Hmm . . . The Kennedy Center Honors. Always forget about these things until December. Always find them exasperating and inspiring at the same time. Be nice to get one someday . . . Ah – there’s Zubin Mehta. Bet most viewers haven’t even heard of him; geez, I hope the awards continue to pay tribute to classical musicians in the future . . . Ug, couldn’t they have come up with something other than Fritz Kreisler for the tribute? Sigh. Suppose beggars can’t be choosers . . . Wouldn’t it be nice if the Kennedy Center honored Steve Reich or Elliott Carter or John Adams someday? Instead we get . . . Andrew Lloyd Webber. How many crescendos and cymbal crashes can one man pack into two minutes? Eee gads! Question: How does one explain to his fans that his music SUCKS???? “Well, but look how much money he makes!” Be nice to have that much money someday. But writing trash is no guarantee of financial success; gotta satisfy first the artist within. Ah – there’s Dolly Parton. Now these songs are nice. Unpretentious, heartfelt, lovely. (Wonder if Lloyd Webber’s listening . . . ) And the country folks are doing a nice job: Allison Krauss, Vince Gill, Kenny Rogers and so forth. And finally Steven Spielberg. Wonder if he remembers the nice little note he wrote for me years ago: “To David: Hope to hear your music on one of our films.” Be nice if he did.

37 thoughts on “Kennedy Center Honors Free-Association”
  1. I’ve just finished reading this entire thread top to bottom on one of
    about 45-50 computers here at TAU’s (Tel Aviv U…) Main Library and just wanted to say that I enjoy very much visiting this site and reading what you people have to write! most of the time its in the area of kind of to very interesting. We once had a Site like this here in Israel but it has long been a ghost site…
    Hope this one will last for a long long time!

    and just too add a little relevance to the topic –
    I’m in my first year of composition studies here in the University – at The Buchman-Mehta School of Music. Yes. It’s the same mehta, not his surfing/conducting grandson…:)
    Steve Reich is Schedueled to be here as a part of the “meet some famous compsers from israel and abroad” thing we have at the school.
    If my English will recover from the 10 years gone since I left New Jersey (where I lived for 3 years – West Orange…) I will be sure to write about it!
    Happy New Year too all!
    Shaul.

  2. “I could hear the wave coming for what seemed like forever… and it just kept building, like I swear there was major amplitude all the way up to the 26th partial! As the front side hit and lifted me up, I couldn’t do anything but hold on to my board and try and work the gain and EQ like crazy… I managed to push the rez filter just enough to carve a hole out of the spectrum, and just kept sliding straight through the drone, transients crashing over my head… It seemed to go on forever, but finally the whole thing just collapsed in a huge wall of reverb; I was totally swallowed up, and I thought I’d never reach the silence again…”

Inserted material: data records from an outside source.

//! HTML index page rendering.
//!
//! Produces one self-contained page: embedded CSS, one block per brand and
//! category, and a grid of cards per section with one card per entry.

use help_index_core::{Category, Document, Entry, Section, SectionKind};

use super::{RenderContext, TIMESTAMP_FORMAT};

const BASE_CSS: &str = r#"
        * { margin: 0; padding: 0; box-sizing: border-box; }
        body {
            font-family: -apple-system, BlinkMacSystemFont, 'Segoe UI', Roboto, 'Helvetica Neue', Arial, sans-serif;
            background: #f4f6f9;
            color: #333;
            padding: 20px;
            min-height: 100vh;
        }
        .container { max-width: 1400px; margin: 0 auto; }
        header, .brand, footer {
            background: #fff;
            border-radius: 14px;
            box-shadow: 0 4px 6px rgba(0, 0, 0, 0.08);
            padding: 28px;
            margin-bottom: 28px;
        }
        header { text-align: center; }
        h1 { color: #2c3e50; font-size: 2.4em; margin-bottom: 8px; }
        .subtitle { color: #7f8c8d; font-size: 1.1em; }
        .brand-title {
            color: #3498db;
            font-size: 2em;
            padding-bottom: 10px;
            margin-bottom: 18px;
            border-bottom: 3px solid #3498db;
        }
        .category { margin-bottom: 22px; }
        .category-title { color: #34495e; font-size: 1.4em; margin-bottom: 12px; }
        .section { margin-bottom: 18px; }
        .section-header {
            display: flex;
            align-items: center;
            gap: 10px;
            font-size: 1.15em;
            font-weight: bold;
            margin-bottom: 10px;
        }
        .card-grid {
            display: grid;
            grid-template-columns: repeat(auto-fill, minmax(260px, 1fr));
            gap: 16px;
        }
        .card {
            background: #f8f9fa;
            border-left: 4px solid #bdc3c7;
            border-radius: 10px;
            padding: 16px;
            transition: transform 0.2s, box-shadow 0.2s;
        }
        .card:hover { transform: translateY(-4px); box-shadow: 0 6px 12px rgba(0, 0, 0, 0.12); }
        .card-image { width: 100%; max-height: 160px; object-fit: contain; margin-bottom: 10px; }
        .card-code { display: block; font-weight: bold; color: #2c3e50; }
        .card-label { display: block; color: #555; margin-top: 4px; }
        .card-link {
            display: inline-flex;
            align-items: center;
            gap: 6px;
            margin-top: 10px;
            color: #3498db;
            text-decoration: none;
        }
        .card-link:hover { text-decoration: underline; }
        .empty-index { color: #7f8c8d; text-align: center; }
        footer { text-align: center; color: #7f8c8d; }
        @media (max-width: 768px) {
            .card-grid { grid-template-columns: 1fr; }
            h1 { font-size: 1.8em; }
            .brand-title { font-size: 1.5em; }
        }
"#;

/// Escapes text for use in HTML content and quoted attribute values.
///
/// # Examples
///
/// ```
/// use help_index_pipeline::render::escape_html;
///
/// assert_eq!(escape_html(r#"<a href="x">Tom & Jerry's</a>"#),
///     "&lt;a href=&quot;x&quot;&gt;Tom &amp; Jerry&#x27;s&lt;/a&gt;");
/// ```
pub fn escape_html(text: &str) -> String {
    let mut out = String::with_capacity(text.len());
    for ch in text.chars() {
        match ch {
            '&' => out.push_str("&amp;"),
            '<' => out.push_str("&lt;"),
            '>' => out.push_str("&gt;"),
            '"' => out.push_str("&quot;"),
            '\'' => out.push_str("&#x27;"),
            _ => out.push(ch),
        }
    }
    out
}

/// Keeps only characters that can appear in a plain CSS color value.
fn css_value(value: &str) -> String {
    value
        .chars()
        .filter(|ch| ch.is_ascii_alphanumeric() || matches!(ch, '#' | '(' | ')' | ',' | '.' | '%' | ' '))
        .collect()
}

/// Renders the complete HTML page.
///
/// `referenced` is the list of distinct resolved paths; only its length is
/// shown, in the footer.
pub fn render_html(document: &Document, referenced: &[String], context: &RenderContext<'_>) -> String {
    let config = context.config;
    let mut out = String::new();

    out.push_str("<!DOCTYPE html>\n<html lang=\"en\">\n<head>\n");
    out.push_str("    <meta charset=\"UTF-8\">\n");
    out.push_str("    <meta name=\"viewport\" content=\"width=device-width, initial-scale=1.0\">\n");
    out.push_str(&format!("    <title>{}</title>\n", escape_html(&config.title)));
    out.push_str("    <style>");
    out.push_str(BASE_CSS);
    for kind in SectionKind::ALL {
        let color = css_value(&config.style(kind).color);
        let class = kind.css_class();
        out.push_str(&format!(
            "        .card.{class} {{ border-left-color: {color}; }}\n        .section-header.{class} {{ color: {color}; }}\n"
        ));
    }
    out.push_str("    </style>\n</head>\n<body>\n    <div class=\"container\">\n");

    out.push_str("        <header>\n");
    out.push_str(&format!("            <h1>🧵 {}</h1>\n", escape_html(&config.title)));
    out.push_str(&format!(
        "            <p class=\"subtitle\">{}</p>\n",
        escape_html(&config.subtitle)
    ));
    out.push_str("        </header>\n");

    if document.is_empty() {
        out.push_str("        <section class=\"brand\">\n");
        out.push_str("            <p class=\"empty-index\">No help entries found.</p>\n");
        out.push_str("        </section>\n");
    }

    for brand in &document.brands {
        out.push_str("        <section class=\"brand\">\n");
        out.push_str(&format!(
            "            <h2 class=\"brand-title\">{}</h2>\n",
            escape_html(&brand.display_name())
        ));
        for category in &brand.categories {
            render_category(&mut out, category, context);
        }
        out.push_str("        </section>\n");
    }

    out.push_str("        <footer>\n");
    out.push_str(&format!(
        "            <p>Generated on {}</p>\n",
        context.generated_at.format(TIMESTAMP_FORMAT)
    ));
    out.push_str(&format!(
        "            <p>Total resources: {} files referenced</p>\n",
        referenced.len()
    ));
    if context.unresolved > 0 {
        out.push_str(&format!(
            "            <p>Entries without a file: {}</p>\n",
            context.unresolved
        ));
    }
    out.push_str("        </footer>\n");
    out.push_str("    </div>\n</body>\n</html>\n");
    out
}

fn render_category(out: &mut String, category: &Category, context: &RenderContext<'_>) {
    out.push_str("            <div class=\"category\">\n");
    out.push_str(&format!(
        "                <h3 class=\"category-title\">{}</h3>\n",
        escape_html(&category.name)
    ));
    for section in &category.sections {
        render_section(out, section, context);
    }
    out.push_str("            </div>\n");
}

fn render_section(out: &mut String, section: &Section, context: &RenderContext<'_>) {
    let class = section.kind.css_class();
    let style = context.config.style(section.kind);

    out.push_str(&format!("                <div class=\"section {class}\">\n"));
    out.push_str(&format!(
        "                    <h4 class=\"section-header {class}\"><span class=\"icon\">{}</span><span>{}</span></h4>\n",
        escape_html(&style.icon),
        section.kind
    ));
    out.push_str("                    <div class=\"card-grid\">\n");
    for entry in &section.entries {
        render_card(out, entry, section.kind);
    }
    out.push_str("                    </div>\n");
    out.push_str("                </div>\n");
}

fn render_card(out: &mut String, entry: &Entry, kind: SectionKind) {
    out.push_str(&format!(
        "                        <article class=\"card {}\">\n",
        kind.css_class()
    ));
    if let Some(image) = entry.image_path() {
        out.push_str(&format!(
            "                            <img class=\"card-image\" src=\"{}\" alt=\"{}\" loading=\"lazy\">\n",
            escape_html(image),
            escape_html(entry.code())
        ));
    }
    out.push_str(&format!(
        "                            <span class=\"card-code\">{}</span>\n",
        escape_html(entry.code())
    ));
    if !entry.label().is_empty() {
        out.push_str(&format!(
            "                            <span class=\"card-label\">{}</span>\n",
            escape_html(entry.label())
        ));
    }

    let link = match entry.resolved_path() {
        Some(path) => Some((path, "📄", "Open document")),
        None if kind == SectionKind::Videos => entry.link_url().map(|url| (url, "🎥", "Watch video")),
        None => None,
    };
    if let Some((href, icon, text)) = link {
        out.push_str(&format!(
            "                            <a class=\"card-link\" href=\"{}\" target=\"_blank\" rel=\"noopener\"><span>{icon}</span><span>{text}</span></a>\n",
            escape_html(href)
        ));
    }
    out.push_str("                        </article>\n");
}

#[cfg(test)]
mod tests {
    use chrono::NaiveDate;

    use super::*;
    use crate::builder::build_document;
    use crate::config::{IndexConfig, RenderConfig};
    use crate::mapping::load_mapping;
    use crate::render::distinct_resolved_paths;
    use crate::resolve::resolve_document;

    fn render(index: &str, mapping: &str) -> String {
        let config = IndexConfig::default();
        let (mut document, _) = build_document(index, &config);
        let (table, _) = load_mapping(mapping, &config.mapping);
        let summary = resolve_document(&mut document, &table, &config.resolver);
        let referenced = distinct_resolved_paths(&document);
        let render_config = RenderConfig::default();
        let context = RenderContext {
            config: &render_config,
            generated_at: NaiveDate::from_ymd_opt(2024, 5, 1)
                .unwrap()
                .and_hms_opt(9, 30, 0)
                .unwrap(),
            unresolved: summary.unresolved,
        };
        render_html(&document, &referenced, &context)
    }

    #[test]
    fn test_resolved_entry_links_to_document() {
        let html = render(
            "## JANOME\n### Sewing\n#### HELP\n- MC6700P: Getting Started Guide\n",
            "Extras/mc6700p-start.pdf: MC6700P Getting Started Guide\n",
        );
        assert!(html.starts_with("<!DOCTYPE html>"));
        assert!(html.contains("<h2 class=\"brand-title\">Janome</h2>"));
        assert!(html.contains("<h3 class=\"category-title\">Sewing</h3>"));
        assert!(html.contains("href=\"Extras/mc6700p-start.pdf\""));
        assert!(html.contains("<span class=\"card-code\">MC6700P</span>"));
        assert!(html.contains("Generated on 2024-05-01 09:30:00"));
        assert!(html.contains("Total resources: 1 files referenced"));
        assert!(!html.contains("Entries without a file"));
    }

    #[test]
    fn test_unresolved_entry_has_no_link() {
        let html = render("#### HELP\n- Z9: Unknown\n", "a.pdf: Something Else\n");
        assert!(html.contains("<span class=\"card-code\">Z9</span>"));
        assert!(!html.contains("class=\"card-link\""));
        assert!(html.contains("Entries without a file: 1"));
    }

    #[test]
    fn test_empty_marker_never_reaches_html() {
        let html = render(
            "## Brand\n### Cat\n#### HELP\n- A1: Manual\n#### VIDEOS\n- EMPTY\n",
            "",
        );
        assert!(!html.contains("EMPTY"));
        assert!(!html.contains("section videos"));
        assert!(html.contains("section help"));
    }

    #[test]
    fn test_video_entries_link_inline_urls() {
        let html = render(
            "#### VIDEOS\n- Threading: https://example.com/watch?v=1&t=2\n",
            "",
        );
        assert!(html.contains("href=\"https://example.com/watch?v=1&amp;t=2\""));
        assert!(html.contains("Watch video"));
    }

    #[test]
    fn test_text_is_escaped() {
        let html = render("## <script>\n### A & B\n#### HELP\n- X<1>: \"quoted\"\n", "");
        assert!(!html.contains("<script>"));
        assert!(html.contains("&lt;script&gt;"));
        assert!(html.contains("A &amp; B"));
        assert!(html.contains("X&lt;1&gt;"));
        assert!(html.contains("&quot;quoted&quot;"));
    }

    #[test]
    fn test_card_image_is_rendered() {
        let html = render("#### HELP\n- A1: Manual\n", "# Images\nimages/a1.png: A1\n");
        assert!(html.contains("<img class=\"card-image\" src=\"images/a1.png\" alt=\"A1\""));
    }

    #[test]
    fn test_empty_document_renders_placeholder() {
        let html = render("nothing useful\n", "");
        assert!(html.contains("No help entries found."));
        assert!(html.contains("Total resources: 0 files referenced"));
    }

    #[test]
    fn test_css_value_strips_markup() {
        assert_eq!(css_value("#e74c3c"), "#e74c3c");
        assert_eq!(css_value("red;}</style><script>"), "redstylescript");
        assert_eq!(css_value("rgb(1, 2, 3)"), "rgb(1, 2, 3)");
    }
}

  3. I would just like to add that I would very much doubt that Schoenberg’s grand-nephew would engage in such a decadent and pathetic endeavor as composing… however – surfing, big wave surfing – is a noble profession. My favorite documentary of the past few years:

    http://www.imdb.com/title/tt0389326/

    Fuck composing… big waves are real… and unlike critics – they kill.

  4. To be clear, I completely agree with Jeff as far as I can tell. I’m deliberately making a distinction between “I hate this” and “I think this is bad” — the former is always acceptable, the latter always risky. For example, I hate Debussy, but I would never say he’s bad. And I think the people who say Glass, or Lloyd Webber, or Schoenberg, or Britney Spears, or John Williams, and so on are “bad” are in fact misinformed or ignorant. Or they mean “I don’t like it” and are speaking imprecisely, which is fine.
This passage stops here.